Esta es una de las recomendaciones que ha incluido el órgano que preside María José de la Fuente en su informe sobre la fiscalización de la actuación de las ‘embajadas’ catalanas entre 2011 y 2017 en el que, además de concluir que buena parte de los fondos públicos para la acción exterior se usó para promocionar el proceso independentista, ha detectado, entre otras cosas, desvío de subvenciones, fraccionamiento de contratos y gastos no justificados.

En su informe, recogido por Europa Press, el fiscalizador recalca que, pese a que el Tribunal Constitucional ya ha definido «con claridad» los ámbitos del Estado y las comunidades, el Gobierno debería regular la acción exterior de las autonomías y «establecer los sistemas y procedimientos a través de los cuales se hacen efectivas sus competencias de coordinación y dirección de la acción exterior».

ENVIAR LOS PLANES A EXTERIORES

En la misma línea, el Tribunal de Cuentas demanda que esos sistemas fijen «la participación autonómica en el control y valoración del ejercicio» de la función exterior en lo que respecta a sus competencias.

Además de estas recomendaciones generales, en el caso concreto de Cataluña, el fiscalizador solicita que la Generalitat coordine sus actuaciones en el extranjero con el Ministerio de Asuntos Exteriores, por ejemplo, enviándole los planes que apruebe en esta materia.

Asimismo, plantea que los delegados de la Generalitat en el Exterior mantengan reuniones periódicas con los órganos de representación exterior del Reino de España «a fin de permitir el control de la actividad por aquellos desarrollada y su coordinación bajo la dirección del Gobierno de la Nación».

LAS ‘MARCAS’ AUTONÓMICAS

En otra de sus recomendaciones, el tribunal aconseja que en el desarrollo de la Marca Cataluña, o la que en el futuro se pueda adoptar para promocionar la comunidad, se haga partícipe a la Secretaría de Estado de la España Global a la que, subraya, «corresponde la coordinación con los diversos organismos de promoción exterior de las comunidades autónomas.

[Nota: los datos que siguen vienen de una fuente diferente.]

//! Text output for entries.

use uuid::Uuid;

use diary_core::entry::EntryMetadata;
use diary_core::{DiaryEntry, EntryView};

use crate::ui::{self, format_datetime, kv, short_id, single_line, truncate, Badge, UiContext};

/// Placeholder title for entries that could not be opened.
pub const UNDECRYPTABLE_TITLE: &str = "Decryption Error";

pub const LIST_COLUMNS: [&str; 5] = ["ID", "DATE", "TITLE", "MOOD", "TAGS"];

const TITLE_MAX: usize = 48;

fn metadata_lines(ctx: &UiContext, metadata: &EntryMetadata) -> Vec<String> {
    let pretty = ctx.mode.is_pretty();
    let mut lines = vec![kv(ctx, "Date", &format_datetime(&metadata.entry_date, pretty))];
    if let Some(mood) = metadata.mood {
        lines.push(kv(ctx, "Mood", &mood.to_string()));
    }
    if let Some(weather) = &metadata.weather {
        let mut parts = Vec::new();
        if let Some(condition) = weather.condition {
            parts.push(condition.to_string());
        }
        if let Some(temperature) = weather.temperature {
            parts.push(format!("{}\u{00B0}", temperature));
        }
        if !parts.is_empty() {
            lines.push(kv(ctx, "Weather", &parts.join(" ")));
        }
    }
    if let Some(category) = metadata.category {
        lines.push(kv(ctx, "Category", &category.to_string()));
    }
    lines.push(kv(ctx, "Private", &metadata.is_private.to_string()));
    if metadata.is_favorite {
        lines.push(kv(ctx, "Favorite", "true"));
    }
    lines
}

/// Detail view of one decrypted entry.
pub fn entry_lines(ctx: &UiContext, id: Uuid, entry: &DiaryEntry) -> Vec<String> {
    let mut lines = Vec::new();
    if ctx.mode.is_pretty() {
        lines.push(ui::theme::styled(
            &entry.title,
            ui::theme::styles::bold(),
            ctx.color,
        ));
        lines.push(kv(ctx, "ID", &id.to_string()));
    } else {
        lines.push(kv(ctx, "ID", &id.to_string()));
        lines.push(kv(ctx, "Title", &single_line(&entry.title)));
    }
    lines.extend(metadata_lines(ctx, &entry.metadata));

    if !entry.tags.is_empty() {
        lines.push(kv(ctx, "Tags", &entry.tags.join(", ")));
    }
    if let Some(note) = &entry.mood_note {
        lines.push(kv(ctx, "Mood note", &single_line(note)));
    }
    if let Some(location) = &entry.location {
        let value = match &location.coordinates {
            Some(c) => format!("{} ({}, {})", location.name, c.latitude, c.longitude),
            None => location.name.clone(),
        };
        lines.push(kv(ctx, "Location", value.trim()));
    }
    for image in &entry.images {
        let value = match &image.caption {
            Some(caption) => format!("{} ({})", image.url, single_line(caption)),
            None => image.url.clone(),
        };
        lines.push(kv(ctx, "Image", &value));
    }
    for note in &entry.voice_notes {
        lines.push(kv(
            ctx,
            "Voice note",
            &format!("{} ({}s)", note.url, note.duration_secs),
        ));
    }

    lines.push(String::new());
    lines.push(entry.content.clone());
    lines
}

/// Table rows for a batch of views. Undecryptable entries keep their clear
/// metadata and show a placeholder title.
pub fn list_rows(ctx: &UiContext, views: &[EntryView]) -> Vec<Vec<String>> {
    let pretty = ctx.mode.is_pretty();
    views
        .iter()
        .map(|view| match view {
            EntryView::Decrypted { id, entry } => vec![
                short_id(id),
                format_datetime(&entry.metadata.entry_date, pretty),
                truncate(&single_line(&entry.title), TITLE_MAX),
                entry
                    .metadata
                    .mood
                    .map(|m| m.to_string())
                    .unwrap_or_default(),
                entry.tags.join(","),
            ],
            EntryView::Undecryptable { id, metadata, .. } => vec![
                short_id(id),
                format_datetime(&metadata.entry_date, pretty),
                if pretty {
                    ui::badge(ctx, Badge::Err, UNDECRYPTABLE_TITLE)
                } else {
                    UNDECRYPTABLE_TITLE.to_string()
                },
                metadata.mood.map(|m| m.to_string()).unwrap_or_default(),
                String::new(),
            ],
        })
        .collect()
}

#[cfg(test)]
mod tests {
    use super::*;
    use crate::ui::OutputMode;

    fn plain_ctx() -> UiContext {
        UiContext {
            is_tty: false,
            color: false,
            unicode: false,
            width: 80,
            mode: OutputMode::Plain,
        }
    }

    #[test]
    fn test_undecryptable_row_shows_placeholder() {
        let views = vec![EntryView::Undecryptable {
            id: Uuid::new_v4(),
            metadata: EntryMetadata::default(),
            reason: "tag mismatch".to_string(),
        }];
        let rows = list_rows(&plain_ctx(), &views);
        assert_eq!(rows[0][2], UNDECRYPTABLE_TITLE);
        assert_eq!(rows[0].len(), LIST_COLUMNS.len());
    }

    #[test]
    fn test_entry_lines_plain() {
        let id = Uuid::new_v4();
        let entry = DiaryEntry::new("Line\nbreak", "Body text").with_tags(vec!["a".into()]);
        let lines = entry_lines(&plain_ctx(), id, &entry);
        assert!(lines.contains(&"title=Line break".to_string()));
        assert!(lines.contains(&"tags=a".to_string()));
        assert_eq!(lines.last().map(String::as_str), Some("Body text"));
    }
}
//! JSON output formatting for entries.

use uuid::Uuid;

use diary_core::storage::EntrySummary;
use diary_core::{DiaryEntry, EntryView};

/// A decrypted entry with its id.
pub fn entry_json(id: Uuid, entry: &DiaryEntry) -> anyhow::Result<serde_json::Value> {
    let mut value = serde_json::to_value(entry)?;
    if let Some(map) = value.as_object_mut() {
        map.insert("id".to_string(), serde_json::json!(id));
    }
    Ok(value)
}

/// Batch results, one object per entry tagged with `status`.
pub fn views_json(views: &[EntryView]) -> anyhow::Result<serde_json::Value> {
    Ok(serde_json::to_value(views)?)
}

/// The clear-metadata receipt returned after a write.
pub fn summary_json(summary: &EntrySummary) -> anyhow::Result<serde_json::Value> {
    Ok(serde_json::to_value(summary)?)
}
//! Storage trait definition.
//!
//! The store only ever sees sealed entries. It never holds a key or a
//! password, and it treats every `EncryptedField` as an opaque value.

use uuid::Uuid;

use super::types::{EntryFilter, EntryRecord, Listed};
use crate::error::Result;

/// Owner-keyed document store for sealed diary entries.
///
/// All lookups are scoped by owner: an id that exists under another owner is
/// indistinguishable from a missing one.
pub trait EntryStore: Send + Sync {
    /// Insert a new record.
    ///
    /// # Errors
    ///
    /// Returns `DiaryError::Storage` if a record with the same id exists.
    fn insert(&self, record: &EntryRecord) -> Result<()>;

    /// Replace a record wholesale (body, verifier, `updated_at`).
    ///
    /// Returns `false` if no record with this id belongs to the owner.
    fn replace(&self, record: &EntryRecord) -> Result<bool>;

    /// Get a record by id.
    ///
    /// Returns `Ok(None)` if not found for this owner.
    fn get(&self, owner_id: &Uuid, id: &Uuid) -> Result<Option<EntryRecord>>;

    /// List the owner's records, newest entry date first.
    ///
    /// A row whose sealed body cannot be parsed is returned as
    /// `Listed::Unreadable` and does not fail the listing.
    fn list(&self, owner_id: &Uuid, filter: &EntryFilter) -> Result<Vec<Listed<EntryRecord>>>;

    /// Delete a record with all its fields.
    ///
    /// Returns `false` if nothing was deleted.
    fn delete(&self, owner_id: &Uuid, id: &Uuid) -> Result<bool>;
}
//! UI context for environment detection.

use std::io::IsTerminal;

use super::mode::OutputMode;

/// Terminal and environment context for UI decisions.
#[derive(Debug, Clone)]
pub struct UiContext {
    pub is_tty: bool,
    pub color: bool,
    pub unicode: bool,
    pub width: usize,
    pub mode: OutputMode,
}

impl UiContext {
    /// Create context from environment and CLI flags.
    pub fn from_env(json_flag: bool, no_color_flag: bool) -> Self {
        let is_tty = std::io::stdout().is_terminal();
        let term_is_dumb = std::env::var("TERM").map(|v| v == "dumb").unwrap_or(false);
        let no_color_env = std::env::var("NO_COLOR").is_ok();

        Self {
            is_tty,
            color: is_tty && !no_color_flag && !no_color_env && !term_is_dumb,
            unicode: !term_is_dumb,
            width: terminal_width().unwrap_or(80),
            mode: OutputMode::resolve(json_flag, is_tty, term_is_dumb),
        }
    }

    /// Whether prompts can be shown (both stdin and stdout are terminals).
    pub fn is_interactive(&self) -> bool {
        self.is_tty && std::io::stdin().is_terminal()
    }

    /// Whether spinners are allowed.
    pub fn allows_animation(&self) -> bool {
        self.is_tty && self.mode == OutputMode::Pretty
    }
}

/// Get terminal width, falling back to 80.
fn terminal_width() -> Option<usize> {
    if let Ok(cols) = std::env::var("COLUMNS") {
        if let Ok(width) = cols.parse::<usize>() {
            if width > 0 {
                return Some(width);
            }
        }
    }

    #[cfg(unix)]
    {
        use std::mem::MaybeUninit;

        let mut winsize = MaybeUninit::<libc::winsize>::uninit();
        // SAFETY: TIOCGWINSZ writes a winsize into the pointer we pass; it is
        // only read back when the call reports success.
        let result =
            unsafe { libc::ioctl(libc::STDOUT_FILENO, libc::TIOCGWINSZ, winsize.as_mut_ptr()) };
        if result == 0 {
            let ws = unsafe { winsize.assume_init() };
            if ws.ws_col > 0 {
                return Some(ws.ws_col as usize);
            }
        }
    }

    None
}

#[cfg(test)]
mod tests {
    use super::*;

    #[test]
    fn test_json_mode_from_flag() {
        let ctx = UiContext::from_env(true, false);
        assert_eq!(ctx.mode, OutputMode::Json);
    }

    #[test]
    fn test_no_color_flag_disables_color() {
        let ctx = UiContext::from_env(false, true);
        assert!(!ctx.color);
        assert!(ctx.width > 0);
    }
}
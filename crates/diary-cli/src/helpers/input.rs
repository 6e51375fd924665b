//! Prompts for secrets and entry content.

use std::io::{self, IsTerminal, Read};
use std::process::Command;
use std::time::{SystemTime, UNIX_EPOCH};

use dialoguer::{Confirm, Password};
use zeroize::Zeroizing;

use crate::constants::env_vars;
use crate::errors::CliError;
use crate::security::write_private;

fn env_secret(name: &str) -> Option<Zeroizing<String>> {
    std::env::var(name)
        .ok()
        .filter(|value| !value.trim().is_empty())
        .map(Zeroizing::new)
}

/// Prompt for the backup key, or read it from DIARY_KEY.
pub fn prompt_secret_key(interactive: bool) -> anyhow::Result<Zeroizing<String>> {
    if let Some(value) = env_secret(env_vars::KEY) {
        return Ok(value);
    }
    if !interactive {
        return Err(CliError::auth_failed_with_hint(
            "No backup key provided and no TTY available",
            format!("Hint: Set {} to your base64 backup key.", env_vars::KEY),
        )
        .into());
    }
    Password::new()
        .with_prompt("Backup key")
        .interact()
        .map(Zeroizing::new)
        .map_err(|e| anyhow::anyhow!("Failed to read backup key: {}", e))
}

/// Prompt for a per-entry encryption password, or read it from
/// DIARY_ENTRY_PASSWORD. New passwords are asked twice.
pub fn prompt_entry_password(
    interactive: bool,
    confirm_new: bool,
) -> anyhow::Result<Zeroizing<String>> {
    if let Some(value) = env_secret(env_vars::ENTRY_PASSWORD) {
        return Ok(value);
    }
    if !interactive {
        return Err(CliError::invalid_input(format!(
            "No entry password provided and no TTY available. Set {}.",
            env_vars::ENTRY_PASSWORD
        ))
        .into());
    }
    let mut prompt = Password::new().with_prompt("Entry password");
    if confirm_new {
        prompt = prompt.with_confirmation("Confirm entry password", "Passwords do not match");
    }
    prompt
        .interact()
        .map(Zeroizing::new)
        .map_err(|e| anyhow::anyhow!("Failed to read entry password: {}", e))
}

/// Ask a yes/no question. Defaults to no.
pub fn confirm(prompt: &str) -> anyhow::Result<bool> {
    Confirm::new()
        .with_prompt(prompt)
        .default(false)
        .interact()
        .map_err(|e| anyhow::anyhow!("Failed to read confirmation: {}", e))
}

/// Read entry content from the flag, piped stdin, or $EDITOR.
///
/// Returns `None` when nothing was supplied and `required` is false.
pub fn read_content(flag: Option<&str>, required: bool) -> anyhow::Result<Option<String>> {
    if let Some(value) = flag {
        if value.trim().is_empty() {
            return Err(CliError::invalid_input("--content cannot be empty").into());
        }
        return Ok(Some(value.to_string()));
    }

    if !io::stdin().is_terminal() {
        let mut buffer = String::new();
        io::stdin()
            .read_to_string(&mut buffer)
            .map_err(|e| anyhow::anyhow!("Failed to read stdin: {}", e))?;
        let trimmed = buffer.trim_end().to_string();
        if !trimmed.is_empty() {
            return Ok(Some(trimmed));
        }
        if required {
            return Err(CliError::invalid_input(
                "No content provided. Use --content or pipe text on stdin.",
            )
            .into());
        }
        return Ok(None);
    }

    if !required {
        return Ok(None);
    }
    read_content_from_editor().map(Some)
}

/// Open $EDITOR on a private temp file.
fn read_content_from_editor() -> anyhow::Result<String> {
    let editor = std::env::var("EDITOR").map_err(|_| {
        CliError::invalid_input("$EDITOR is not set; use --content or pipe content via stdin")
    })?;

    let nanos = SystemTime::now()
        .duration_since(UNIX_EPOCH)
        .map_err(|e| anyhow::anyhow!("System time error: {}", e))?
        .as_nanos();
    let filename = format!("diary_entry_{}_{}.md", std::process::id(), nanos);
    let path = std::env::temp_dir().join(filename);

    write_private(&path, b"").map_err(|e| anyhow::anyhow!("Failed to create temp file: {}", e))?;

    let status = Command::new(editor).arg(&path).status();
    let contents = std::fs::read_to_string(&path);
    if let Err(err) = std::fs::remove_file(&path) {
        tracing::warn!(path = %path.display(), error = %err, "failed to remove editor temp file");
    }

    let status = status.map_err(|e| anyhow::anyhow!("Failed to launch editor: {}", e))?;
    if !status.success() {
        return Err(anyhow::anyhow!("Editor exited with failure"));
    }
    let contents = contents.map_err(|e| anyhow::anyhow!("Failed to read temp file: {}", e))?;

    let trimmed = contents.trim_end().to_string();
    if trimmed.is_empty() {
        return Err(CliError::invalid_input("Entry content is empty").into());
    }
    Ok(trimmed)
}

En este contexto, pide que este tipo de ‘marcas autonómicas’ consensuen en lo posible sus objetivos con los de las restantes comunidades «para promover conjuntamente una imagen potente de España en el exterior como factor estratégico de competitividad y prosperidad para la sociedad española».

Respecto a las entidades sectoriales de acción exterior, el fiscalizador remarca que las nuevas oficinas sectoriales en el exterior deben basarse en estudios previos «que justifiquen plenamente su conveniencia y faciliten la evaluación de la misma para su previa autorización», así como que se establezca un sistema «transparente» que permita conocer a la sociedad los beneficios de su creación.